• _GOAL OF THE EXERCISE_
For each line of the data below, copy it if it holds the word "ApiError".

BEGIN

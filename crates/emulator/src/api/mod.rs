use std::sync::Arc;

use axum::{
    body::Bytes,
    extract::State,
    http::StatusCode,
    routing::{get, post, MethodRouter},
    Json, Router,
};
use shared::{
    domain::{Mode, StatusOption},
    error::{ApiError, ConfigRejection},
    protocol::{
        config_route, hostname_route, state_route, ConfigCommand, HostnameResponse,
        StateSnapshot, StatusResponse,
    },
};
use tower_http::{cors::CorsLayer, limit::RequestBodyLimitLayer};
use tracing::warn;

use crate::{
    app_state::AppState,
    device::{
        Device, FAST_SPEED, HIGH_BRIGHTNESS, LOW_BRIGHTNESS, MEDIUM_BRIGHTNESS, MEDIUM_SPEED,
        SLOW_SPEED,
    },
};

/// Config bodies are tiny; anything larger is not a request the device understands.
const MAX_CONFIG_BYTES: usize = 512;

type ApiResult<T> = Result<Json<T>, (StatusCode, Json<ApiError>)>;

pub fn build_router(state: Arc<AppState>) -> Router {
    Router::new()
        .route("/healthz", get(healthz))
        .route(hostname_route(), get(hostname))
        .route(state_route(), get(config_state))
        .route(config_route(), post(update_config))
        .route("/status", get(status))
        .route("/status/free", status_shortcut(StatusOption::Free))
        .route("/status/busy", status_shortcut(StatusOption::Busy))
        .route("/status/dnd", status_shortcut(StatusOption::Dnd))
        .route("/status/unknown", status_shortcut(StatusOption::Unknown))
        .route("/power/on", shortcut(Device::power_on))
        .route("/power/off", shortcut(Device::power_off))
        .route("/power/toggle", shortcut(Device::toggle_power))
        .route("/config/mode/next", shortcut(Device::next_mode))
        .route("/config/mode/prev", shortcut(Device::prev_mode))
        .route("/config/mode/solid", mode_shortcut(Mode::Solid))
        .route("/config/mode/breath", mode_shortcut(Mode::Breath))
        .route("/config/mode/marquee", mode_shortcut(Mode::Marquee))
        .route("/config/mode/theater", mode_shortcut(Mode::Theater))
        .route("/config/mode/rainbow", mode_shortcut(Mode::Rainbow))
        .route(
            "/config/mode/rainbow/marquee",
            mode_shortcut(Mode::RainbowMarquee),
        )
        .route(
            "/config/mode/marquee/rainbow",
            mode_shortcut(Mode::RainbowMarquee),
        )
        .route(
            "/config/mode/rainbow/theater",
            mode_shortcut(Mode::RainbowTheater),
        )
        .route(
            "/config/mode/theater/rainbow",
            mode_shortcut(Mode::RainbowTheater),
        )
        .route("/config/speed/slow", speed_shortcut(SLOW_SPEED))
        .route("/config/speed/medium", speed_shortcut(MEDIUM_SPEED))
        .route("/config/speed/med", speed_shortcut(MEDIUM_SPEED))
        .route("/config/speed/fast", speed_shortcut(FAST_SPEED))
        .route("/config/brightness/low", brightness_shortcut(LOW_BRIGHTNESS))
        .route(
            "/config/brightness/medium",
            brightness_shortcut(MEDIUM_BRIGHTNESS),
        )
        .route("/config/brightness/med", brightness_shortcut(MEDIUM_BRIGHTNESS))
        .route("/config/brightness/high", brightness_shortcut(HIGH_BRIGHTNESS))
        .layer(RequestBodyLimitLayer::new(MAX_CONFIG_BYTES))
        .layer(CorsLayer::permissive())
        .with_state(state)
}

async fn healthz() -> &'static str {
    "ok"
}

async fn hostname(State(state): State<Arc<AppState>>) -> Json<HostnameResponse> {
    Json(HostnameResponse {
        hostname: state.hostname().to_string(),
    })
}

async fn config_state(State(state): State<Arc<AppState>>) -> Json<StateSnapshot> {
    let snapshot = state.device().snapshot();
    Json(snapshot)
}

async fn status(State(state): State<Arc<AppState>>) -> Json<StatusResponse> {
    let status = state.device().status();
    Json(StatusResponse { status })
}

async fn update_config(
    State(state): State<Arc<AppState>>,
    body: Bytes,
) -> ApiResult<StateSnapshot> {
    let command: ConfigCommand = serde_json::from_slice(&body)
        .map_err(|e| rejected(ConfigRejection::MalformedBody(e.to_string())))?;
    let snapshot = state.device().apply(&command).map_err(rejected)?;
    Ok(Json(snapshot))
}

fn rejected(error: ConfigRejection) -> (StatusCode, Json<ApiError>) {
    warn!(%error, "rejected config request");
    (StatusCode::BAD_REQUEST, Json(error.into()))
}

/// `GET` route that runs one device action and answers with the resulting state.
fn shortcut<F>(action: F) -> MethodRouter<Arc<AppState>>
where
    F: Fn(&mut Device) -> StateSnapshot + Clone + Send + Sync + 'static,
{
    get(move |State(state): State<Arc<AppState>>| {
        let action = action.clone();
        async move {
            let snapshot = action(&mut *state.device());
            Json(snapshot)
        }
    })
}

fn mode_shortcut(mode: Mode) -> MethodRouter<Arc<AppState>> {
    shortcut(move |device: &mut Device| device.switch_mode(mode))
}

fn status_shortcut(option: StatusOption) -> MethodRouter<Arc<AppState>> {
    shortcut(move |device: &mut Device| device.set_status_shortcut(option))
}

fn speed_shortcut(speed: u8) -> MethodRouter<Arc<AppState>> {
    shortcut(move |device: &mut Device| device.set_speed(speed))
}

fn brightness_shortcut(alpha: u8) -> MethodRouter<Arc<AppState>> {
    shortcut(move |device: &mut Device| device.set_brightness(alpha))
}

#[cfg(test)]
#[path = "tests/mod_tests.rs"]
mod tests;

END

• _PROBLEM SOLUTION_
    error::{ApiError, ConfigRejection},
type ApiResult<T> = Result<Json<T>, (StatusCode, Json<ApiError>)>;
fn rejected(error: ConfigRejection) -> (StatusCode, Json<ApiError>) {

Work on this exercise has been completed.